▶ Extracted data entries
========================

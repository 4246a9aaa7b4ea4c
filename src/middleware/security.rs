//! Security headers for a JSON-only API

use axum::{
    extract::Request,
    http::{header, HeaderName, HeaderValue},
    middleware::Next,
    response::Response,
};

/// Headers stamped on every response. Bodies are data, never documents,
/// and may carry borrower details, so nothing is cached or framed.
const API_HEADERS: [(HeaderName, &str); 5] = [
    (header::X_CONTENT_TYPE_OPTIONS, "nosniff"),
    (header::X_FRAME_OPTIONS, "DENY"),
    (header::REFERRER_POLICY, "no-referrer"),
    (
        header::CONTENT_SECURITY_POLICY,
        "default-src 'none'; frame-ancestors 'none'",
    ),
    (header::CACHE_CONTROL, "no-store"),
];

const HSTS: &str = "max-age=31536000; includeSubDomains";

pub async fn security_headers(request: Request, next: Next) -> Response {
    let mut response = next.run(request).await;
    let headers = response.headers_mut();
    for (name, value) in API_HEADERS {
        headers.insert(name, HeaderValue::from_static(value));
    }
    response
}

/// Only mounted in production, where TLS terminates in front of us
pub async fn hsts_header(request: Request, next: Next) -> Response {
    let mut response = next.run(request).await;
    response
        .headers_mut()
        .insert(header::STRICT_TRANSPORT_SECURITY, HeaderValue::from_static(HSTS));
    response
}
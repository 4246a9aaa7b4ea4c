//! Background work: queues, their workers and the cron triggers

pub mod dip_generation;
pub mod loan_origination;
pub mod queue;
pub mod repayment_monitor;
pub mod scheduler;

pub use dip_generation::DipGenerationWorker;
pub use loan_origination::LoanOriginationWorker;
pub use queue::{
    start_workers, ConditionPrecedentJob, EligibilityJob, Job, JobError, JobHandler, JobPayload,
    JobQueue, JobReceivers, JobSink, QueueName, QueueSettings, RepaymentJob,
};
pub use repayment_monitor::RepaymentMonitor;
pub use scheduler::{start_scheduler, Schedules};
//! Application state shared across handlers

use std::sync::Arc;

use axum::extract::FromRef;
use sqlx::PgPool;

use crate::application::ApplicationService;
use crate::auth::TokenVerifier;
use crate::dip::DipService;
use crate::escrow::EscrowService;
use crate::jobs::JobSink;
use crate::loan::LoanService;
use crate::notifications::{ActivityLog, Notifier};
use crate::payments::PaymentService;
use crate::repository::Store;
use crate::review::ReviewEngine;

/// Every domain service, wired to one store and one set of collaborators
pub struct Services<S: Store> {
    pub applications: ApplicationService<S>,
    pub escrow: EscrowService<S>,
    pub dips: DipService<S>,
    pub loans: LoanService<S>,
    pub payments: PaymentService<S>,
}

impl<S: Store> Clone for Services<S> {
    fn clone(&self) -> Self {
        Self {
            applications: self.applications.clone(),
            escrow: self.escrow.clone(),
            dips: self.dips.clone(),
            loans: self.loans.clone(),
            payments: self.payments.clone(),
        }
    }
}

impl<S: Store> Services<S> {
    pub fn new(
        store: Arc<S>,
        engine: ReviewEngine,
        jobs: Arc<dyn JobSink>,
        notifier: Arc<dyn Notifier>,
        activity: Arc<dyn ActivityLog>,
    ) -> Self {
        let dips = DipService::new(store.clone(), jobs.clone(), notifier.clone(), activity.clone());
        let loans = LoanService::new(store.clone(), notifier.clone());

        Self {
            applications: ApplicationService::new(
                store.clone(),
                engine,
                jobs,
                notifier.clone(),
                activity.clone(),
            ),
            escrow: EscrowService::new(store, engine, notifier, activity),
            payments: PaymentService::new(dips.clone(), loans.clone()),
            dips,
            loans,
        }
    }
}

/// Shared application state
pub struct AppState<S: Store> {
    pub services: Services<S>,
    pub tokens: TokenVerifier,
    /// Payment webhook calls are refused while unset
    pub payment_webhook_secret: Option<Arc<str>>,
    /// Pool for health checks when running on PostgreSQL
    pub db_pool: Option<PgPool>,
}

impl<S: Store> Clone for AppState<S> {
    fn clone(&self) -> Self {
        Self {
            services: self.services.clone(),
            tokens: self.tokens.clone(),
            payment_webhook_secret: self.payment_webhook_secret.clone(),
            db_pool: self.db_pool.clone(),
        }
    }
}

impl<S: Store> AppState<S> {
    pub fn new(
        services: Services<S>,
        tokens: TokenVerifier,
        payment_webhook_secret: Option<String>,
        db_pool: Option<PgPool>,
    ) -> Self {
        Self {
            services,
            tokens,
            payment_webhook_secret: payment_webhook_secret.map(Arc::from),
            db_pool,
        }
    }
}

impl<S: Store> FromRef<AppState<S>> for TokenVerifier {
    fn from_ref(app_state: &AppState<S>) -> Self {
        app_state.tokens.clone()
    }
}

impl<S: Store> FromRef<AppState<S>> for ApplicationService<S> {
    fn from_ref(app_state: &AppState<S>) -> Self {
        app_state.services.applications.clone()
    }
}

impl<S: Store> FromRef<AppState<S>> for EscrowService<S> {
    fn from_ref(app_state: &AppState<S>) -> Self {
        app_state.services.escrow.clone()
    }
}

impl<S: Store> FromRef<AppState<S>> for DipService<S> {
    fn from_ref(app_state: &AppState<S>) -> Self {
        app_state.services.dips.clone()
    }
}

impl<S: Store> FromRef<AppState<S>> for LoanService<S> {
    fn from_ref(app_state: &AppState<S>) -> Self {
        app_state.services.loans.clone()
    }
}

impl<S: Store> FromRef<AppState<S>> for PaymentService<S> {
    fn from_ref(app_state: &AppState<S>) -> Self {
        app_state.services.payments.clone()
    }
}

========================

▶ What is being asked
Repeat the data in full, exactly as supplied.

▶ Exercise solution
repository 4246a9aaa7b4ea4c
filename src/middleware/security.rs
//! Security headers for a JSON-only API

use axum::{
    extract::Request,
    http::{header, HeaderName, HeaderValue},
    middleware::Next,
    response::Response,
};

/// Headers stamped on every response. Bodies are data, never documents,
/// and may carry borrower details, so nothing is cached or framed.
const API_HEADERS: [(HeaderName, &str); 5] = [
    (header::X_CONTENT_TYPE_OPTIONS, "nosniff"),
    (header::X_FRAME_OPTIONS, "DENY"),
    (header::REFERRER_POLICY, "no-referrer"),
    (
        header::CONTENT_SECURITY_POLICY,
        "default-src 'none'; frame-ancestors 'none'",
    ),
    (header::CACHE_CONTROL, "no-store"),
];

const HSTS: &str = "max-age=31536000; includeSubDomains";

pub async fn security_headers(request: Request, next: Next) -> Response {
    let mut response = next.run(request).await;
    let headers = response.headers_mut();
    for (name, value) in API_HEADERS {
        headers.insert(name, HeaderValue::from_static(value));
    }
    response
}

/// Only mounted in production, where TLS terminates in front of us
pub async fn hsts_header(request: Request, next: Next) -> Response {
    let mut response = next.run(request).await;
    response
        .headers_mut()
        .insert(header::STRICT_TRANSPORT_SECURITY, HeaderValue::from_static(HSTS));
    response
}
repository 4246a9aaa7b4ea4c
//! Background work: queues, their workers and the cron triggers

pub mod dip_generation;
pub mod loan_origination;
pub mod queue;
pub mod repayment_monitor;
pub mod scheduler;

pub use dip_generation::DipGenerationWorker;
pub use loan_origination::LoanOriginationWorker;
pub use queue::{
    start_workers, ConditionPrecedentJob, EligibilityJob, Job, JobError, JobHandler, JobPayload,
    JobQueue, JobReceivers, JobSink, QueueName, QueueSettings, RepaymentJob,
};
pub use repayment_monitor::RepaymentMonitor;
pub use scheduler::{start_scheduler, Schedules};
//! Application state shared across handlers

use std::sync::Arc;

use axum::extract::FromRef;
use sqlx::PgPool;

use crate::application::ApplicationService;
use crate::auth::TokenVerifier;
use crate::dip::DipService;
use crate::escrow::EscrowService;
use crate::jobs::JobSink;
use crate::loan::LoanService;
use crate::notifications::{ActivityLog, Notifier};
use crate::payments::PaymentService;
use crate::repository::Store;
use crate::review::ReviewEngine;

/// Every domain service, wired to one store and one set of collaborators
pub struct Services<S: Store> {
    pub applications: ApplicationService<S>,
    pub escrow: EscrowService<S>,
    pub dips: DipService<S>,
    pub loans: LoanService<S>,
    pub payments: PaymentService<S>,
}

impl<S: Store> Clone for Services<S> {
    fn clone(&self) -> Self {
        Self {
            applications: self.applications.clone(),
            escrow: self.escrow.clone(),
            dips: self.dips.clone(),
            loans: self.loans.clone(),
            payments: self.payments.clone(),
        }
    }
}

impl<S: Store> Services<S> {
    pub fn new(
        store: Arc<S>,
        engine: ReviewEngine,
        jobs: Arc<dyn JobSink>,
        notifier: Arc<dyn Notifier>,
        activity: Arc<dyn ActivityLog>,
    ) -> Self {
        let dips = DipService::new(store.clone(), jobs.clone(), notifier.clone(), activity.clone());
        let loans = LoanService::new(store.clone(), notifier.clone());

        Self {
            applications: ApplicationService::new(
                store.clone(),
                engine,
                jobs,
                notifier.clone(),
                activity.clone(),
            ),
            escrow: EscrowService::new(store, engine, notifier, activity),
            payments: PaymentService::new(dips.clone(), loans.clone()),
            dips,
            loans,
        }
    }
}

/// Shared application state
pub struct AppState<S: Store> {
    pub services: Services<S>,
    pub tokens: TokenVerifier,
    /// Payment webhook calls are refused while unset
    pub payment_webhook_secret: Option<Arc<str>>,
    /// Pool for health checks when running on PostgreSQL
    pub db_pool: Option<PgPool>,
}

impl<S: Store> Clone for AppState<S> {
    fn clone(&self) -> Self {
        Self {
            services: self.services.clone(),
            tokens: self.tokens.clone(),
            payment_webhook_secret: self.payment_webhook_secret.clone(),
            db_pool: self.db_pool.clone(),
        }
    }
}

impl<S: Store> AppState<S> {
    pub fn new(
        services: Services<S>,
        tokens: TokenVerifier,
        payment_webhook_secret: Option<String>,
        db_pool: Option<PgPool>,
    ) -> Self {
        Self {
            services,
            tokens,
            payment_webhook_secret: payment_webhook_secret.map(Arc::from),
            db_pool,
        }
    }
}

impl<S: Store> FromRef<AppState<S>> for TokenVerifier {
    fn from_ref(app_state: &AppState<S>) -> Self {
        app_state.tokens.clone()
    }
}

impl<S: Store> FromRef<AppState<S>> for ApplicationService<S> {
    fn from_ref(app_state: &AppState<S>) -> Self {
        app_state.services.applications.clone()
    }
}

impl<S: Store> FromRef<AppState<S>> for EscrowService<S> {
    fn from_ref(app_state: &AppState<S>) -> Self {
        app_state.services.escrow.clone()
    }
}

impl<S: Store> FromRef<AppState<S>> for DipService<S> {
    fn from_ref(app_state: &AppState<S>) -> Self {
        app_state.services.dips.clone()
    }
}

impl<S: Store> FromRef<AppState<S>> for LoanService<S> {
    fn from_ref(app_state: &AppState<S>) -> Self {
        app_state.services.loans.clone()
    }
}

impl<S: Store> FromRef<AppState<S>> for PaymentService<S> {
    fn from_ref(app_state: &AppState<S>) -> Self {
        app_state.services.payments.clone()
    }
}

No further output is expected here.